In [1]:
import arxiv
import re
import pandas as pd
from data_utils import clean_data, clean_authors

In [2]:
def format_query(author='',title='',cat='',abstract=''):
    """Returns a formatted arxiv query string to handle
    simple queries of at most one instance each of these fields.
    To leave a field unspecified, leave the corresponding argument blank.
    
    e.g. format_query(cat='math.AP') will return
    the string used to pull all articles
    with the subject tag 'PDEs',
    since Math.AP is the subject tag
    for 'Analysis of PDEs'.

    Args:
        author: string to search for in the author field.
        title: string to search for in the title field.
        cat: A valid arxiv subject tag. See the full list of these at:
        https://arxiv.org/category_taxonomy
        abstract: string to search for in the abstract field.

    Returns:
        properly formatted query string to return
        all results simultaneously matching all specified fields.
    """

    tags = [f'au:{author}', f'ti:{title}', f'cat:{cat}', f'abs:{abstract}'] 
    # the tag.endswith(':') below
    # is for filtering out tags that
    # we do not pass to the function
    query = ' AND '.join([tag for tag in tags if not tag.endswith(':')])
    return query



def query_to_df(query,max_results):
    """Returns the results of an arxiv API query in a pandas dataframe.

    Args:
        query: string defining an arxiv query
        formatted according to 
        https://info.arxiv.org/help/api/user-manual.html#51-details-of-query-construction
        
        max_results: positive integer specifying
        the maximum number of results returned.

    Returns:
        pandas dataframe with one column for
        indivial piece of metadata of a returned result.
        To see a list of these columns and their descriptions,
        see the documentation for the
        Results class of the arxiv package here:
        http://lukasschwab.me/arxiv.py/index.html#Result

        The 'links' column is dropped and
        the authors column is replaced by
        a single string of each author name
        separated by a comma.

    """
    search = arxiv.Search(
            query = query,
            max_results=max_results,
            sort_by=arxiv.SortCriterion.LastUpdatedDate
            )
    results = search.results()

    drop_cols = ['authors','links','_raw']
    df = pd.DataFrame()

    for result in results:
        row_dict = {k : v for (k,v) in vars(result).items() if k not in drop_cols}
        row_dict['authors'] = ','.join([author.name for author in result.authors])
        row = pd.Series(row_dict)
        df = pd.concat([df , row.to_frame().transpose()], axis = 0)
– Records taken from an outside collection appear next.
use futures::stream::{self, StreamExt};
use history_model::{HistoryProvider, Period};
use log::{error, info};
use std::sync::Arc;

use crate::config::LoaderConfig;
use crate::error::LoadError;
use crate::fetcher::Fetcher;
use crate::writer::CsvWriter;

#[derive(Debug, Clone, Default, PartialEq, Eq)]
pub struct BatchReport {
    pub succeeded: Vec<String>,
    pub recovered: Vec<String>,
    // files of failed symbols are left untouched
    pub failed: Vec<String>,
}

impl BatchReport {
    pub fn written(&self) -> usize {
        self.succeeded.len() + self.recovered.len()
    }
}

pub struct BatchLoader {
    fetcher: Fetcher,
    writer: CsvWriter,
    workers: usize,
    period: Period,
}

impl BatchLoader {
    pub fn new(provider: Arc<dyn HistoryProvider>, config: &LoaderConfig) -> Result<Self, LoadError> {
        Ok(BatchLoader {
            fetcher: Fetcher::new(provider),
            writer: CsvWriter::create(&config.data_dir)?,
            workers: config.workers.max(1),
            period: config.period,
        })
    }

    pub fn writer(&self) -> &CsvWriter {
        &self.writer
    }

    pub async fn load_symbol(&self, symbol: &str) -> Result<usize, LoadError> {
        let table = self.fetcher.fetch(symbol, self.period).await?;
        self.writer.write(&table).await
    }

    pub async fn run<S: AsRef<str>>(&self, symbols: &[S]) -> BatchReport {
        info!(
            "🚀 Starting download of {} symbols with {} workers...",
            symbols.len(),
            self.workers
        );

        // a new unit starts as soon as any running one finishes
        let mut outcomes: Vec<(usize, bool)> = stream::iter(symbols.iter().enumerate())
            .map(|(index, symbol)| async move {
                let symbol = symbol.as_ref();
                match self.load_symbol(symbol).await {
                    Ok(_) => {
                        info!("✅ {}", symbol);
                        (index, true)
                    }
                    Err(e) => {
                        error!("❌ {}: {}", symbol, e);
                        (index, false)
                    }
                }
            })
            .buffer_unordered(self.workers)
            .collect()
            .await;
        outcomes.sort_unstable_by_key(|(index, _)| *index);

        let mut report = BatchReport::default();
        let mut retry = Vec::new();
        for (index, ok) in outcomes {
            let symbol = symbols[index].as_ref().to_string();
            if ok {
                report.succeeded.push(symbol);
            } else {
                retry.push(symbol);
            }
        }

        if !retry.is_empty() {
            info!("🔁 Retrying {} failed downloads...", retry.len());
            for symbol in retry {
                match self.load_symbol(&symbol).await {
                    Ok(_) => {
                        info!("✅ Retry success: {}", symbol);
                        report.recovered.push(symbol);
                    }
                    Err(e) => {
                        error!("❌ Retry failed: {}: {}", symbol, e);
                        report.failed.push(symbol);
                    }
                }
            }
        }

        info!(
            "Done: {} written ({} on retry), {} failed",
            report.written(),
            report.recovered.len(),
            report.failed.len()
        );
        report
    }
}
use dotenvy::dotenv;
use history_loader::{BatchLoader, LoaderConfig, NIFTY_50};
use log::{error, info, warn};
use nse_api::NseAPI;
use std::error::Error;
use std::sync::Arc;
use std::time::Duration;
use std::{env, process::exit};

const WORKERS_VAR: &str = "NIFTY_LOADER_WORKERS";
const DATA_DIR_VAR: &str = "NIFTY_LOADER_DATA_DIR";
const PERIOD_VAR: &str = "NIFTY_LOADER_PERIOD";
const TIMEOUT_VAR: &str = "NIFTY_LOADER_TIMEOUT_SECS";

struct Config {
    loader: LoaderConfig,
}

impl Config {
    fn new() -> Result<Config, Box<dyn Error>> {
        dotenv().ok();
        Self::from_lookup(|key| env::var(key).ok())
    }

    /// Defaults, overridden by whichever variables `lookup` knows. Blank values count as unset.
    fn from_lookup(lookup: impl Fn(&str) -> Option<String>) -> Result<Config, Box<dyn Error>> {
        let lookup = |key: &str| lookup(key).filter(|value| !value.trim().is_empty());
        let mut loader = LoaderConfig::default();

        if let Some(workers) = lookup(WORKERS_VAR) {
            loader.workers = workers.trim().parse()?;
        }
        if loader.workers == 0 {
            loader.workers = 1;
        }

        if let Some(data_dir) = lookup(DATA_DIR_VAR) {
            loader.data_dir = data_dir.trim().into();
        }

        if let Some(period) = lookup(PERIOD_VAR) {
            loader.period = period.parse()?;
        }

        if let Some(secs) = lookup(TIMEOUT_VAR) {
            loader.request_timeout = Duration::from_secs(secs.trim().parse()?);
        }

        Ok(Config { loader })
    }
}

#[tokio::main]
async fn main() {
    env_logger::init_from_env(env_logger::Env::new().default_filter_or("info"));
    let config = match Config::new() {
        Ok(config) => config,
        Err(e) => {
            error!("Could not create config: {}", e);
            exit(1);
        }
    };

    let nse_api = match NseAPI::new(config.loader.request_timeout) {
        Ok(api) => api,
        Err(e) => {
            error!("Could not create NSE client: {}", e);
            exit(1);
        }
    };

    let loader = match BatchLoader::new(Arc::new(nse_api), &config.loader) {
        Ok(loader) => loader,
        Err(e) => {
            error!(
                "Could not create data directory {}: {}",
                config.loader.data_dir.display(),
                e
            );
            exit(1);
        }
    };
    info!(
        "Saving {} of history to {}",
        config.loader.period,
        loader.writer().dir().display()
    );

    let report = loader.run(NIFTY_50).await;

    // best-effort run: permanent failures are reported, not turned into an exit code
    if !report.failed.is_empty() {
        warn!("No update for: {}", report.failed.join(", "));
    }
}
    return df.reset_index(drop=True,inplace=False)


In [3]:
#Tentative working dataset: 1000 most recent articles from:
#math physics(math.MP), pdes(math.AP), representation theory(math.RT), quantum algebra(math.QA), differential geometry(math.DG)
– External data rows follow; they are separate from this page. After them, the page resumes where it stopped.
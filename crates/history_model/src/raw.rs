use std::collections::HashMap;

/// Provider column name to its textual cell value.
pub type RawRow = HashMap<String, String>;

/// Loosely typed provider response, rows in the order the provider sent them.
#[derive(Debug, Clone, Default, PartialEq)]
pub struct RawTable {
    pub rows: Vec<RawRow>,
}

impl RawTable {
    pub fn new(rows: Vec<RawRow>) -> Self {
        RawTable { rows }
    }

    /// Builds a table from a header and rows of cells, pairing cells with
    /// header names by position. Surplus cells are ignored.
    pub fn from_records<H, R, C>(header: &[H], records: R) -> Self
    where
        H: AsRef<str>,
        R: IntoIterator<Item = Vec<C>>,
        C: Into<String>,
    {
        let rows = records
            .into_iter()
            .map(|cells| {
                header
                    .iter()
                    .zip(cells)
                    .map(|(name, cell)| (name.as_ref().to_string(), cell.into()))
                    .collect::<RawRow>()
            })
            .collect();
        RawTable { rows }
    }

    pub fn extend(&mut self, other: RawTable) {
        self.rows.extend(other.rows);
    }

    pub fn len(&self) -> usize {
        self.rows.len()
    }

    pub fn is_empty(&self) -> bool {
        self.rows.is_empty()
    }
}
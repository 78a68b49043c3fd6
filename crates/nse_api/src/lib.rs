pub mod api;
pub mod columns;

pub use api::NseAPI;
pub use columns::PRICE_VOLUME_SCHEMA;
query = format_query(cat='math.MP')
physics = query_to_df(query=query,max_results=1000)

query = format_query(cat='math.AP')
pdes = query_to_df(query=query,max_results=1000)

query = format_query(cat='math.RT')
reps = query_to_df(query=query,max_results=1000)

query = format_query(cat='math.QA')
qalgs = query_to_df(query=query,max_results=1000)

query = format_query(cat='math.DG')
dgs = query_to_df(query=query,max_results=1000)

df = pd.concat([physics,pdes,reps,qalgs, dgs], axis = 0)

In [4]:
df.shape

(5000, 12)

In [5]:
df.columns

Index(['entry_id', 'updated', 'published', 'title', 'summary', 'comment',
       'journal_ref', 'doi', 'primary_category', 'categories', 'pdf_url',
       'authors'],
      dtype='object')

In [6]:
df = df.drop([ 'entry_id', 'comment', 'journal_ref', 'doi', 'pdf_url'], axis = 1)

In [7]:
def extract_date(date) :
    date_str = str(date)
    return round(float(date_str.split('-')[0])+float(date_str.split('-')[1])/12,2)

def get_category(category_str):
    return category_str[-2:].lower()

def get_categories(category_list):
    return [get_category(category_str) for category_str in category_list if '.' in category_str]

def get_authors(authors_str) :
    return [author for author in clean_authors(authors_str).split(',')]

In [8]:
df.updated = df.updated.apply(extract_date)
df.published = df.published.apply(extract_date)
df.title = df.title.apply(clean_data)
df.summary = df.summary.apply(clean_data)
df.primary_category = df.primary_category.apply(get_category)
df.categories = df.categories.apply(get_categories)
df.authors = df.authors.apply(get_authors)

In [9]:
df.head(5)

Unnamed: 0,updated,published,title,summary,primary_category,categories,authors
0,2023.42,2023.42,stationary solutions for the nonlinear schroed...,we construct stationary statistical solutions ...,ap,"[ap, mp, pr]","[benedetta ferrario, margherita zanella]"
1,2023.42,2023.33,entanglement of sections examples looking for ...,quantum information is about the entanglement ...,ph,"[at, mp]","[m h freedman, m b hastings]"
2,2023.42,2022.67,the calogero moser derivative nonlinear schroe...,we study the calogero moser derivative nls equ...,ap,"[ap, mp, si]","[patrick gerard, enno lenzmann]"
3,2023.42,2023.42,global in space stability of singularity forma...,we continue our work on the analysis of spatia...,ap,"[ap, dg, mp]",[irfan glogic]
4,2023.42,2023.42,monitored non adiabatic and coherent controlle...,recently measurement based quantum thermal mac...,ph,[mp],"[abdelkader el makouri, abdallah slaoui, rachi..."


In [10]:
df.to_csv('data/df_experiment',header = True)